Tina voices a common employee complaint about leaders. “My boss is great at laying out grandiose, quarterly goals for our department, but every week he is beating us over the head about getting to the end goal. We are all working to the max and making progress, but he only cares about final numbers. It is discouraging.” Like Tina, employees often feel underappreciated and unrecognized for their efforts.

Effective leaders know that while achieving the long-term goal is critical to an organization’s success, short-term wins are equally vital in maintaining momentum, creating enthusiasm and instilling a can-do winning attitude. They communicate larger quarterly big bodacious goals, but celebrate small wins to help people stay on track.

What are some examples of small wins?

While their quarterly goal was to gain five new customers, one team’s boss celebrated each new customer order by throwing a pizza party for the team or handing out movie tickets. His people appreciated him for recognizing their success in hitting short-term targets.

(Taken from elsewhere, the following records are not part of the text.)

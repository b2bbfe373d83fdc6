//! Future spending prediction
//!
//! Engineers calendar, rolling-window, category, and lag features per
//! transaction and fits a random-forest regressor against the raw amount.
//! Future-day forecasts reuse the most recent rolling statistics rather than
//! re-simulating the series; the per-category breakdown distributes the
//! model's own total by trailing-30-day category share, so the two views of
//! "next N days" always agree.

use std::collections::BTreeMap;

use chrono::{Datelike, Duration, Utc};
use rand::rngs::StdRng;
use rand::SeedableRng;
use serde::{Deserialize, Serialize};

use super::forest::RandomForestRegressor;
use super::scaler::StandardScaler;
use super::{rolling_mean, rolling_std, MIN_SPENDING_TRANSACTIONS, TRAINING_SEED};
use crate::error::{Error, Result};
use crate::models::{Category, Transaction, ALL_CATEGORIES};

/// Trees in the spending forest
const N_ESTIMATORS: usize = 100;

/// Depth cap per tree
const MAX_DEPTH: usize = 10;

/// Context window of most recent transactions used when forecasting
const FORECAST_CONTEXT: usize = 100;

/// Training-set metrics reported after a fit
#[derive(Debug, Clone, Serialize, Deserialize)]
pub struct PredictorMetrics {
    pub mae: f64,
    pub rmse: f64,
    pub r2_score: f64,
}

/// One forecast day
#[derive(Debug, Clone, Serialize, Deserialize)]
pub struct DailyForecast {
    /// YYYY-MM-DD
    pub date: String,
    pub predicted_amount: f64,
}

/// Per-category slice of the forecast total
#[derive(Debug, Clone, Serialize, Deserialize)]
pub struct CategoryForecast {
    pub predicted_total: f64,
    pub daily_average: f64,
}

/// Full forecast response
#[derive(Debug, Clone, Serialize, Deserialize)]
pub struct SpendingForecast {
    pub daily_predictions: Vec<DailyForecast>,
    pub total_predicted: f64,
    pub category_breakdown: BTreeMap<String, CategoryForecast>,
    pub prediction_period: String,
}

/// Fitted spending predictor: forest + scaler + feature schema
#[derive(Debug, Clone, Serialize, Deserialize)]
pub struct SpendingPredictor {
    forest: RandomForestRegressor,
    scaler: StandardScaler,
    feature_names: Vec<String>,
}

/// Names of the engineered features, in column order
fn feature_names() -> Vec<String> {
    let mut names = vec![
        "day_of_week".to_string(),
        "day_of_month".to_string(),
        "month".to_string(),
        "is_weekend".to_string(),
        "rolling_7_mean".to_string(),
        "rolling_7_std".to_string(),
        "rolling_30_mean".to_string(),
        "rolling_30_std".to_string(),
    ];
    for cat in ALL_CATEGORIES {
        names.push(format!("cat_{}", cat.as_str()));
    }
    names.push("amount_lag_1".to_string());
    names.push("amount_lag_7".to_string());
    names
}

fn one_hot(category: Option<Category>) -> [f64; 12] {
    let mut row = [0.0; 12];
    if let Some(cat) = category {
        row[cat.index()] = 1.0;
    }
    row
}

/// Spending rows sorted ascending by date; income rows are dropped
fn spending_rows(transactions: &[Transaction]) -> Vec<&Transaction> {
    let mut rows: Vec<&Transaction> = transactions.iter().filter(|t| !t.is_income).collect();
    rows.sort_by_key(|t| t.date);
    rows
}

/// Build the feature matrix and amount targets for sorted spending rows
fn build_features(rows: &[&Transaction]) -> (Vec<Vec<f64>>, Vec<f64>) {
    let amounts: Vec<f64> = rows.iter().map(|t| t.amount).collect();
    let r7_mean = rolling_mean(&amounts, 7);
    let r7_std = rolling_std(&amounts, 7);
    let r30_mean = rolling_mean(&amounts, 30);
    let r30_std = rolling_std(&amounts, 30);

    let mut matrix = Vec::with_capacity(rows.len());
    for (i, tx) in rows.iter().enumerate() {
        let weekday = tx.date.weekday().num_days_from_monday() as f64;
        let mut row = vec![
            weekday,
            tx.date.day() as f64,
            tx.date.month() as f64,
            if weekday >= 5.0 { 1.0 } else { 0.0 },
            r7_mean[i],
            r7_std[i],
            r30_mean[i],
            r30_std[i],
        ];
        row.extend(one_hot(tx.category));
        row.push(if i >= 1 { amounts[i - 1] } else { 0.0 });
        row.push(if i >= 7 { amounts[i - 7] } else { 0.0 });
        matrix.push(row);
    }

    (matrix, amounts)
}

impl SpendingPredictor {
    /// Train on a user's history; income rows are excluded from the target
    pub fn train(transactions: &[Transaction]) -> Result<(Self, PredictorMetrics)> {
        let rows = spending_rows(transactions);
        if rows.len() < MIN_SPENDING_TRANSACTIONS {
            return Err(Error::InsufficientData(format!(
                "need at least {} spending transactions to train, got {}",
                MIN_SPENDING_TRANSACTIONS,
                rows.len()
            )));
        }

        let (matrix, targets) = build_features(&rows);
        let (scaler, scaled) = StandardScaler::fit_transform(&matrix)?;

        let mut rng = StdRng::seed_from_u64(TRAINING_SEED);
        let forest = RandomForestRegressor::fit(&scaled, &targets, N_ESTIMATORS, MAX_DEPTH, &mut rng)?;

        let predictor = Self {
            forest,
            scaler,
            feature_names: feature_names(),
        };

        // Training-set fit metrics
        let predictions: Vec<f64> = scaled.iter().map(|r| predictor.forest.predict(r)).collect();
        let n = targets.len() as f64;
        let mae = targets
            .iter()
            .zip(&predictions)
            .map(|(y, p)| (y - p).abs())
            .sum::<f64>()
            / n;
        let mse = targets
            .iter()
            .zip(&predictions)
            .map(|(y, p)| (y - p).powi(2))
            .sum::<f64>()
            / n;
        let mean_y = targets.iter().sum::<f64>() / n;
        let ss_tot: f64 = targets.iter().map(|y| (y - mean_y).powi(2)).sum();
        let ss_res: f64 = targets
            .iter()
            .zip(&predictions)
            .map(|(y, p)| (y - p).powi(2))
            .sum();
        let r2_score = if ss_tot > 0.0 {
            1.0 - ss_res / ss_tot
        } else {
            0.0
        };

        Ok((
            predictor,
            PredictorMetrics {
                mae,
                rmse: mse.sqrt(),
                r2_score,
            },
        ))
    }

    pub fn feature_names(&self) -> &[String] {
        &self.feature_names
    }

    /// Forecast daily spend for the next `days_ahead` days
    ///
    /// Each future day gets its own calendar features combined with the most
    /// recent rolling statistics, mean category mix, and lag values from the
    /// context window. Predictions are clamped at zero.
    pub fn predict_future_spending(
        &self,
        transactions: &[Transaction],
        days_ahead: u32,
    ) -> Result<SpendingForecast> {
        let all_rows = spending_rows(transactions);
        if all_rows.is_empty() {
            return Err(Error::InsufficientData(
                "no spending transactions to forecast from".into(),
            ));
        }

        // Most recent context, like the training-side tail
        let start = all_rows.len().saturating_sub(FORECAST_CONTEXT);
        let rows = &all_rows[start..];

        let amounts: Vec<f64> = rows.iter().map(|t| t.amount).collect();
        let r7_mean = rolling_mean(&amounts, 7);
        let r7_std = rolling_std(&amounts, 7);
        let r30_mean = rolling_mean(&amounts, 30);
        let r30_std = rolling_std(&amounts, 30);

        // Mean category distribution across the trailing 30 rows
        let dist_window = &rows[rows.len().saturating_sub(30)..];
        let mut cat_mix = [0.0; 12];
        for tx in dist_window {
            let hot = one_hot(tx.category);
            for (acc, v) in cat_mix.iter_mut().zip(hot) {
                *acc += v;
            }
        }
        for v in &mut cat_mix {
            *v /= dist_window.len() as f64;
        }

        let lag_1 = *amounts.last().unwrap_or(&0.0);
        let lag_7 = if amounts.len() >= 7 {
            amounts[amounts.len() - 7]
        } else {
            0.0
        };

        let last_date = rows.last().map(|t| t.date).unwrap_or_else(Utc::now);

        let mut daily_predictions = Vec::with_capacity(days_ahead as usize);
        let mut total_predicted = 0.0;
        for offset in 1..=days_ahead {
            let future = last_date + Duration::days(offset as i64);
            let weekday = future.weekday().num_days_from_monday() as f64;

            let mut row = vec![
                weekday,
                future.day() as f64,
                future.month() as f64,
                if weekday >= 5.0 { 1.0 } else { 0.0 },
                *r7_mean.last().unwrap(),
                *r7_std.last().unwrap(),
                *r30_mean.last().unwrap(),
                *r30_std.last().unwrap(),
            ];
            row.extend(cat_mix);
            row.push(lag_1);
            row.push(lag_7);

            let scaled = self.scaler.transform_row(&row);
            let predicted = self.forest.predict(&scaled).max(0.0);

            total_predicted += predicted;
            daily_predictions.push(DailyForecast {
                date: future.format("%Y-%m-%d").to_string(),
                predicted_amount: predicted,
            });
        }

        let category_breakdown =
            category_breakdown(&all_rows, last_date, total_predicted, days_ahead);

        Ok(SpendingForecast {
            daily_predictions,
            total_predicted,
            category_breakdown,
            prediction_period: format!("{} days", days_ahead),
        })
    }
}

/// Distribute the forecast total across categories by trailing-30-day share
fn category_breakdown(
    rows: &[&Transaction],
    last_date: chrono::DateTime<Utc>,
    total_predicted: f64,
    days_ahead: u32,
) -> BTreeMap<String, CategoryForecast> {
    let cutoff = last_date - Duration::days(30);
    // History entirely older than the window falls back to the full set
    let has_recent = rows.iter().any(|t| t.date >= cutoff);

    let mut by_category: BTreeMap<String, f64> = BTreeMap::new();
    let mut total = 0.0;
    for tx in rows {
        if has_recent && tx.date < cutoff {
            continue;
        }
        let label = tx.category.unwrap_or(Category::Other).as_str().to_string();
        *by_category.entry(label).or_insert(0.0) += tx.amount;
        total += tx.amount;
    }

    let mut breakdown = BTreeMap::new();
    if total <= 0.0 {
        return breakdown;
    }
    for (label, amount) in by_category {
        let share = amount / total;
        let predicted_total = share * total_predicted;
        breakdown.insert(
            label,
            CategoryForecast {
                predicted_total,
                daily_average: predicted_total / days_ahead.max(1) as f64,
            },
        );
    }
    breakdown
}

In another situation, Steve, a new manager of the accounting division, used “small wins” to build credibility with his new team. He personally met with each team member and listened to a litany of complaints about how the department had been run by his predecessor. It was clear that morale was pretty low. He asked each individual to identify three changes they wanted to see and three goals they would individually commit to work towards.

Steve selected a few small, achievable and visible wins from their list – ones that had the best chance of quickly boosting morale and showing progress. The first win was simple: reinstalling the coffee machine in the break room. The prior boss complained that too much time was spent on break socializing and had it removed. On the day of installation, the whole team gathered in the break room to share their first cup of coffee together along with donuts provided by Steve. Celebrating that first small win sent a clear message that individual contributions matter. Visibly demonstrating that he cared about his people set an example and a tone that motivated greater individual effort towards achievement of their personal goals. Steve vigilantly tracked and recognized each individual’s progress and results.

Leaders who look for ways to celebrate the small wins along the way energize employees, by continuously reminding them that their work and contribution counts. Ultimately, small wins add up and lead to achievement of big results.

What small wins can you celebrate right now?